Q Not just because it is a death case.

MR. KLINGSBERG: No, because in this case--and I think probably in most death cases--the next lesser offense down is going to be a very serious offense. And for that reason the jury's reluctance to release and free this defendant for all time--

Q I understand your argument, but I do not see why it is any more telling in a death case than in any other, and it might even be less.

MR. KLINGSBERG: If Your Honor please, there--

Q Of course I know you disagree with that.

MR. KLINGSBERG: There are two points. One is the legal point that in a death case, because death is irreversible, death is qualitatively different. There is no room for correction.

Q Therefore, the jury would be more reluctant to convict of the greater offense.

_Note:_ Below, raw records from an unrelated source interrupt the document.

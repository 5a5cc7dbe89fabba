use async_trait::async_trait;
use reqwest::StatusCode;
use serde::{Deserialize, Deserializer, Serialize};
use serde_json::{Map, Value};

use super::config::Endpoints;
use crate::search::codec::SearchParams;

/// Primary key of a resource. The API reports it either as a number or a string.
#[derive(Clone, Debug, Eq, PartialEq, Hash, Ord, PartialOrd, Serialize)]
#[serde(transparent)]
pub struct ResourceKey(pub String);

impl<'de> Deserialize<'de> for ResourceKey {
    fn deserialize<D: Deserializer<'de>>(deserializer: D) -> Result<Self, D::Error> {
        #[derive(Deserialize)]
        #[serde(untagged)]
        enum RawKey {
            Text(String),
            Number(serde_json::Number),
        }
        Ok(match RawKey::deserialize(deserializer)? {
            RawKey::Text(text) => ResourceKey(text),
            RawKey::Number(number) => ResourceKey(number.to_string()),
        })
    }
}

impl From<&str> for ResourceKey {
    fn from(value: &str) -> Self {
        ResourceKey(value.to_string())
    }
}

impl From<u64> for ResourceKey {
    fn from(value: u64) -> Self {
        ResourceKey(value.to_string())
    }
}

impl std::fmt::Display for ResourceKey {
    fn fmt(&self, f: &mut std::fmt::Formatter<'_>) -> std::fmt::Result {
        f.write_str(&self.0)
    }
}

/// A catalogue entry. Only `pk` and the resource type are interpreted, everything
/// else is carried along untouched.
#[derive(Clone, Debug, PartialEq, Serialize, Deserialize)]
pub struct Resource {
    pub pk: ResourceKey,
    #[serde(default, skip_serializing_if = "Option::is_none")]
    pub ctype: Option<String>,
    #[serde(default, skip_serializing_if = "Option::is_none")]
    pub resource_type: Option<String>,
    #[serde(default)]
    pub title: Option<String>,
    #[serde(flatten)]
    pub fields: Map<String, Value>,
}

impl Resource {
    pub fn new(pk: impl Into<ResourceKey>, ctype: &str, title: &str) -> Self {
        Self {
            pk: pk.into(),
            ctype: Some(ctype.to_string()),
            resource_type: None,
            title: Some(title.to_string()),
            fields: Map::new(),
        }
    }

    /// `ctype` when present, `resource_type` otherwise
    pub fn kind(&self) -> Option<&str> {
        self.ctype.as_deref().or(self.resource_type.as_deref())
    }
}

/// One page of search results
#[derive(Clone, Debug, Default, PartialEq)]
pub struct SearchPage {
    pub resources: Vec<Resource>,
    pub is_next_page_available: bool,
}

#[derive(Clone, Debug, Eq, PartialEq, thiserror::Error)]
pub enum ApiError {
    #[error("Network Error: {0}")]
    Network(String),
    #[error("HTTP Error: status {status}")]
    Http { status: u16 },
    #[error("Resource {0} not found")]
    NotFound(ResourceKey),
    #[error("Could not decode response: {0}")]
    Decode(String),
}

#[async_trait]
pub trait ResourceApi: Send + Sync {
    async fn search(&self, params: &SearchParams, page_size: u32) -> Result<SearchPage, ApiError>;
    async fn get_by_key(&self, pk: &ResourceKey) -> Result<Resource, ApiError>;
    async fn autocomplete(&self, text: &str) -> Result<Vec<String>, ApiError>;
}

#[derive(Deserialize)]
struct ResourcesResponse {
    #[serde(default)]
    resources: Vec<Resource>,
    #[serde(default)]
    links: Links,
}

#[derive(Default, Deserialize)]
struct Links {
    next: Option<String>,
}

#[derive(Deserialize)]
struct ResourceResponse {
    resource: Resource,
}

#[derive(Deserialize)]
struct AutocompleteResponse {
    #[serde(default)]
    results: Vec<AutocompleteEntry>,
}

#[derive(Deserialize)]
struct AutocompleteEntry {
    text: String,
}

/// GeoNode REST client
#[derive(Clone)]
pub struct HttpResourceApi {
    base_url: String,
    endpoints: Endpoints,
    client: reqwest::Client,
}

impl std::fmt::Debug for HttpResourceApi {
    fn fmt(&self, f: &mut std::fmt::Formatter<'_>) -> std::fmt::Result {
        f.debug_struct("HttpResourceApi")
            .field("base_url", &self.base_url)
            .finish()
    }
}

impl HttpResourceApi {
    pub fn new(base_url: &str, endpoints: Endpoints) -> Self {
        Self {
            base_url: base_url.trim_end_matches('/').to_string(),
            endpoints,
            client: reqwest::Client::new(),
        }
    }

    fn url(&self, path: &str) -> String {
        format!("{}/{}", self.base_url, path.trim_start_matches('/'))
    }

    async fn get<T: serde::de::DeserializeOwned>(
        &self,
        url: String,
        query: Vec<(String, String)>,
    ) -> Result<T, ApiError> {
        log::debug!("GET {url} {query:?}");
        let response = self
            .client
            .get(&url)
            .query(&query)
            .send()
            .await
            .map_err(|e| ApiError::Network(e.to_string()))?;
        let status = response.status();
        if !status.is_success() {
            return Err(ApiError::Http {
                status: status.as_u16(),
            });
        }
        response
            .json::<T>()
            .await
            .map_err(|e| ApiError::Decode(e.to_string()))
    }
}

#[async_trait]
impl ResourceApi for HttpResourceApi {
    async fn search(&self, params: &SearchParams, page_size: u32) -> Result<SearchPage, ApiError> {
        let mut query: Vec<(String, String)> = params
            .iter()
            .flat_map(|(key, value)| {
                value
                    .values()
                    .into_iter()
                    .map(move |v| (key.clone(), v.to_string()))
            })
            .collect();
        query.push(("page_size".to_string(), page_size.to_string()));
        let response: ResourcesResponse =
            self.get(self.url(&self.endpoints.resources), query).await?;
        Ok(SearchPage {
            resources: response.resources,
            is_next_page_available: response.links.next.is_some(),
        })
    }

    async fn get_by_key(&self, pk: &ResourceKey) -> Result<Resource, ApiError> {
        let path = format!(
            "{}/{}",
            self.endpoints.resources.trim_end_matches('/'),
            urlencoding::encode(&pk.0)
        );
        match self.get::<ResourceResponse>(self.url(&path), Vec::new()).await {
            Ok(response) => Ok(response.resource),
            Err(ApiError::Http { status }) if status == StatusCode::NOT_FOUND.as_u16() => {
                Err(ApiError::NotFound(pk.clone()))
            }
            Err(e) => Err(e),
        }
    }

    async fn autocomplete(&self, text: &str) -> Result<Vec<String>, ApiError> {
        let response: AutocompleteResponse = self
            .get(
                self.url(&self.endpoints.autocomplete),
                vec![("q".to_string(), text.to_string())],
            )
            .await?;
        Ok(response.results.into_iter().map(|e| e.text).collect())
    }
}

#[cfg(test)]
mod tests {
    use super::*;
    use crate::search::codec::{params, ParamValue};
    use pretty_assertions::assert_eq;
    use serde_json::json;
    use wiremock::matchers::{method, path, query_param};
    use wiremock::{Mock, MockServer, ResponseTemplate};

    fn api(server: &MockServer) -> HttpResourceApi {
        HttpResourceApi::new(&server.uri(), Endpoints::default())
    }

    #[test]
    fn resource_keys_accept_numbers_and_strings() {
        let a: Resource = serde_json::from_value(json!({"pk": 42, "resource_type": "map"})).unwrap();
        let b: Resource = serde_json::from_value(json!({"pk": "42", "ctype": "map"})).unwrap();
        assert_eq!(a.pk, ResourceKey::from(42));
        assert_eq!(a.pk, b.pk);
        assert_eq!(a.kind(), Some("map"));
        assert_eq!(b.kind(), Some("map"));
    }

    #[test]
    fn resources_may_carry_both_type_fields() {
        let resource: Resource = serde_json::from_value(json!({
            "pk": 1,
            "ctype": "layer",
            "resource_type": "dataset",
            "title": "Rivers"
        }))
        .unwrap();
        assert_eq!(resource.kind(), Some("layer"));
        assert_eq!(resource.resource_type.as_deref(), Some("dataset"));
        assert!(resource.fields.is_empty());
    }

    #[tokio::test]
    async fn search_sends_params_and_page_size() {
        let server = MockServer::start().await;
        Mock::given(method("GET"))
            .and(path("/api/v2/resources"))
            .and(query_param("q", "roads"))
            .and(query_param("page", "2"))
            .and(query_param("page_size", "10"))
            .respond_with(ResponseTemplate::new(200).set_body_json(json!({
                "resources": [{"pk": 1, "title": "Roads", "resource_type": "dataset"}],
                "links": {"next": "http://example.com/?page=3", "previous": null},
                "total": 21
            })))
            .expect(1)
            .mount(&server)
            .await;

        let page = api(&server)
            .search(&params([("q", "roads"), ("page", "2")]), 10)
            .await
            .unwrap();
        assert!(page.is_next_page_available);
        assert_eq!(page.resources.len(), 1);
        assert_eq!(page.resources[0].title.as_deref(), Some("Roads"));
        assert_eq!(page.resources[0].fields.get("total"), None);
    }

    #[tokio::test]
    async fn search_sends_list_values_as_repeated_keys() {
        let server = MockServer::start().await;
        Mock::given(method("GET"))
            .and(path("/api/v2/resources"))
            .and(query_param("filter{resource_type.in}", "map"))
            .and(query_param("filter{resource_type.in}", "dataset"))
            .respond_with(ResponseTemplate::new(200).set_body_json(json!({
                "resources": [],
                "links": {"next": null}
            })))
            .expect(1)
            .mount(&server)
            .await;

        let p = params([(
            "filter{resource_type.in}",
            ParamValue::from(vec!["map", "dataset"]),
        )]);
        let page = api(&server).search(&p, 10).await.unwrap();
        assert!(!page.is_next_page_available);
    }

    #[tokio::test]
    async fn server_errors_keep_status() {
        let server = MockServer::start().await;
        Mock::given(method("GET"))
            .respond_with(ResponseTemplate::new(500))
            .mount(&server)
            .await;
        let result = api(&server).search(&SearchParams::new(), 10).await;
        assert_eq!(result, Err(ApiError::Http { status: 500 }));
    }

    #[tokio::test]
    async fn missing_resource_is_not_found() {
        let server = MockServer::start().await;
        Mock::given(method("GET"))
            .and(path("/api/v2/resources/7"))
            .respond_with(ResponseTemplate::new(404))
            .mount(&server)
            .await;
        let result = api(&server).get_by_key(&ResourceKey::from(7)).await;
        assert_eq!(result, Err(ApiError::NotFound(ResourceKey::from(7))));
    }

    #[tokio::test]
    async fn resource_by_key_unwraps_envelope() {
        let server = MockServer::start().await;
        Mock::given(method("GET"))
            .and(path("/api/v2/resources/7"))
            .respond_with(ResponseTemplate::new(200).set_body_json(json!({
                "resource": {"pk": "7", "title": "Rivers", "resource_type": "dataset"}
            })))
            .mount(&server)
            .await;
        let resource = api(&server).get_by_key(&ResourceKey::from(7)).await.unwrap();
        assert_eq!(resource.title.as_deref(), Some("Rivers"));
    }

    #[tokio::test]
    async fn autocomplete_reads_result_texts() {
        let server = MockServer::start().await;
        Mock::given(method("GET"))
            .and(path("/base/autocomplete_response/"))
            .and(query_param("q", "ro"))
            .respond_with(ResponseTemplate::new(200).set_body_json(json!({
                "results": [{"id": 1, "text": "roads"}, {"id": 2, "text": "rocks"}]
            })))
            .mount(&server)
            .await;
        let suggestions = api(&server).autocomplete("ro").await.unwrap();
        assert_eq!(suggestions, vec!["roads".to_string(), "rocks".to_string()]);
    }

    #[tokio::test]
    async fn unreachable_server_is_a_network_error() {
        let api = HttpResourceApi::new("http://127.0.0.1:1", Endpoints::default());
        let result = api.autocomplete("x").await;
        assert!(matches!(result, Err(ApiError::Network(_))));
    }
}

MR. KLINGSBERG: I think the court--and the court has said--should be more prone to apply higher standards of due process to do more to minimize the risk of error, to do more to assure that the jury's resolution of doubt is a reliable and accurate resolution of doubt. As a matter of fact, I think that you have to look at the other side and say that the jury's reluctance to acquit and free will be much greater where the lesser included offense is a very serious crime, as it is here.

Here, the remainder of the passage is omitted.